NATÜRLICH UND SYNTHETISCH, BELIEBT UND SELTSAM / frisch · blumig · pudrig
Schnee
Category
NATÜRLICH UND SYNTHETISCH, BELIEBT UND SELTSAM
Subcategory
frisch · blumig · pudrig
Origin
Volatility
Kopfnote
Botanical
N/A (atmosphärischer Akkord)
Appearance
N/A (olfaktorische Akkord — kein einzelnes Material)
Odor Strength
Mittel bis stark
Producing Countries
N/A (atmosphärischer Akkord)
Pyramid
Oben
Kalt, sauber, nahezu geruchlos. Neuschnee hat eine schwache mineralisch-ozonische Qualität – kalte Luft, Eiskristalle und das Fehlen von biologischem Zerfall.
Kalt, sauber, nahezu abwesend. Eine schwache mineralisch-ozonische Qualität in der Kopfnote, die sich in Transparenz auflöst. Weniger organisch als Regen, weniger mineralisch als nasser Stein, mit einer besonderen eisigen Reinheit. Das Gefühl kalter Luft in den Nasenlöchern trägt genauso dazu bei wie jedes tatsächliche Molekül. Schneeakkorde riechen nach Wintermorgen – die Welt ist sauber geschrubbt.
Evolution over time
Immediately
Immediately
Kalter ozonisch-mineralischer Blitz, klar und scharf
After a few hours
After a few hours
Transparent, fast nicht vorhandene Reinheit
After a few days
After a few days
Verflogen — Schneeakkorde sind darauf ausgelegt, zu verschwinden
The Full Story
Schnee ist wie Wasser im Wesentlichen geruchlos. Was Menschen als „Geruch von Schnee“ beschreiben, ist tatsächlich eine Kombination von Umwelteinflüssen: Kalte Luft unterdrückt die meisten flüchtigen Verbindungen und reduziert Hintergrundgerüche; die Ozonwerte steigen vor Schneefall; und der gefrorene Boden hört auf, die erdigen flüchtigen Stoffe (Geosmin, 2-MIB) abzugeben, die für unfrorenen Boden charakteristisch sind.

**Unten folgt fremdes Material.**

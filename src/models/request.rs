// src/models/request.rs

//! Scoped transport options.
//!
//! A [`RequestScope`] is a stack of [`RequestOptions`] layers carried as a
//! plain value. Fetches read the innermost layer. Entering a scope derives a
//! new value, so the caller's scope is unchanged once the work returns, and
//! each concurrent crawl receives its own snapshot.

use std::collections::BTreeMap;
use std::future::Future;
use std::time::Duration;

use serde::{Deserialize, Serialize};

use crate::error::{AppError, Result};

/// Option key for a proxy URL.
pub const PROXY: &str = "proxy";
/// Option key for the User-Agent header.
pub const USER_AGENT: &str = "user_agent";
/// Option key for a per-request timeout in seconds.
pub const TIMEOUT_SECS: &str = "timeout_secs";
/// Prefix for option keys that become request headers.
pub const HEADER_PREFIX: &str = "header.";

/// Open-ended transport options, keyed by option name.
///
/// Keys the HTTP fetcher does not understand are kept as-is.
#[derive(Debug, Clone, Default, PartialEq, Eq, Serialize, Deserialize)]
#[serde(transparent)]
pub struct RequestOptions(BTreeMap<String, String>);

impl RequestOptions {
    pub fn new() -> Self {
        Self::default()
    }

    /// Builder-style insert.
    pub fn with(mut self, key: impl Into<String>, value: impl Into<String>) -> Self {
        self.insert(key, value);
        self
    }

    pub fn insert(&mut self, key: impl Into<String>, value: impl Into<String>) {
        self.0.insert(key.into(), value.into());
    }

    pub fn get(&self, key: &str) -> Option<&str> {
        self.0.get(key).map(String::as_str)
    }

    pub fn is_empty(&self) -> bool {
        self.0.is_empty()
    }

    pub fn iter(&self) -> impl Iterator<Item = (&str, &str)> {
        self.0.iter().map(|(k, v)| (k.as_str(), v.as_str()))
    }

    pub fn proxy(&self) -> Option<&str> {
        self.get(PROXY)
    }

    pub fn user_agent(&self) -> Option<&str> {
        self.get(USER_AGENT)
    }

    /// Per-request timeout, if one is set.
    pub fn timeout(&self) -> Result<Option<Duration>> {
        self.get(TIMEOUT_SECS)
            .map(|raw| {
                raw.trim().parse::<u64>().map(Duration::from_secs).map_err(|_| {
                    AppError::validation(format!("{TIMEOUT_SECS} must be an integer, got '{raw}'"))
                })
            })
            .transpose()
    }

    /// Header name/value pairs from `header.<Name>` keys.
    pub fn headers(&self) -> impl Iterator<Item = (&str, &str)> {
        self.iter()
            .filter_map(|(k, v)| k.strip_prefix(HEADER_PREFIX).map(|name| (name, v)))
    }

    /// Keys that the HTTP fetcher does not interpret.
    pub fn unrecognized(&self) -> impl Iterator<Item = &str> {
        self.0
            .keys()
            .map(String::as_str)
            .filter(|k| !matches!(*k, PROXY | USER_AGENT | TIMEOUT_SECS))
            .filter(|k| !k.starts_with(HEADER_PREFIX))
    }
}

impl<K: Into<String>, V: Into<String>> FromIterator<(K, V)> for RequestOptions {
    fn from_iter<I: IntoIterator<Item = (K, V)>>(iter: I) -> Self {
        Self(iter.into_iter().map(|(k, v)| (k.into(), v.into())).collect())
    }
}

/// Stack of option layers; the innermost layer is the active one.
#[derive(Debug, Clone, Default, PartialEq, Eq)]
pub struct RequestScope {
    layers: Vec<RequestOptions>,
}

impl RequestScope {
    /// A scope with nothing active.
    pub fn root() -> Self {
        Self::default()
    }

    /// Options visible to fetches issued under this scope.
    pub fn active(&self) -> Option<&RequestOptions> {
        self.layers.last()
    }

    /// Number of nested layers.
    pub fn depth(&self) -> usize {
        self.layers.len()
    }

    /// Derive a scope with `options` pushed on top.
    pub fn nested(&self, options: RequestOptions) -> Self {
        let mut layers = self.layers.clone();
        layers.push(options);
        Self { layers }
    }

    /// Copy handed to a forked task.
    pub fn snapshot(&self) -> Self {
        self.clone()
    }

    /// Run `work` with `options` active.
    ///
    /// `self` is not modified, so on return (success or error) the
    /// caller is back under its previous configuration.
    pub async fn with_options<F, Fut, T>(&self, options: RequestOptions, work: F) -> T
    where
        F: FnOnce(RequestScope) -> Fut,
        Fut: Future<Output = T>,
    {
        work(self.nested(options)).await
    }
}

Mit anderen Worten „riecht“ Schnee nach dem Fehlen von Geruch – eine Reinheit, die durch die kältebedingte Unterdrückung aller anderen Gerüche entsteht. Die schwache mineralisch-ozonische Qualität, die manche Menschen wahrnehmen, kann echt sein (die Ozonkonzentration steigt vor Winterstürmen) oder das Gehirn interpretiert das Kältegefühl im Nasengewebe als Duft.
In der Parfümerie rekonstruiert der Schnee-Akkord dieses Gefühl von kalter, sauberer Abwesenheit. Er besteht aus ozonischen Noten, kalt-metallischen Materialien und dem bewussten Weglassen warmer, organischer Elemente. Die Herausforderung für den Parfümeur besteht darin, aus Nichts etwas Duftendes zu machen.
Die Leute können wirklich „den kommenden Schnee riechen“. Untersuchungen deuten darauf hin, dass dies auf erhöhte Ozonwerte in der unteren Atmosphäre vor Schneestürmen zurückzuführen ist, kombiniert mit der Unterdrückung flüchtiger Erdstoffe, wenn die Bodentemperatur unter den Gefrierpunkt fällt. Die Nase nimmt eine echte chemische Veränderung wahr und stellt sich keine vor.
Extraction & Chemistry
Extraction method: Kein natürlicher Extrakt. Schnee hat keinen Duft. Der Schnee-Akkord besteht aus ozonischen, kalt-metallischen und transparenten Materialien, die das Gefühl von kalter, sauberer Luft vermitteln sollen.
Molecular Formula
N/A (atmosphärischer Akkord)
CAS Number
N/A (atmosphärischer Akkord)
Botanical Name
N/A (atmosphärischer Akkord)
IFRA Status
Keine bekannten Einschränkungen
Synonyms
neige, frischer Schnee-Akkord
Physical Properties
Odor Strength
Mittel bis stark
Appearance
N/A (olfaktorische Akkord — kein einzelnes Material)
In Perfumery
Snow ist ein konzeptioneller Kopfnotenakkord, der für kalte, klare Atmosphäre sorgt. Hergestellt aus ozonischen Molekülen, kalt-metallischen Noten (Aldehyden) und transparentem Moschus. Der Schlüssel liegt in der Zurückhaltung – Schneeakkorde wirken sowohl durch das, was sie ausschließen (Wärme, Süße, organische Stoffe), als auch durch das, was sie einschließen. Wird in winterlichen, minimalistischen und eisigen Kompositionen verwendet. Passt zu weißem Tee, Iris und mineralischen Noten.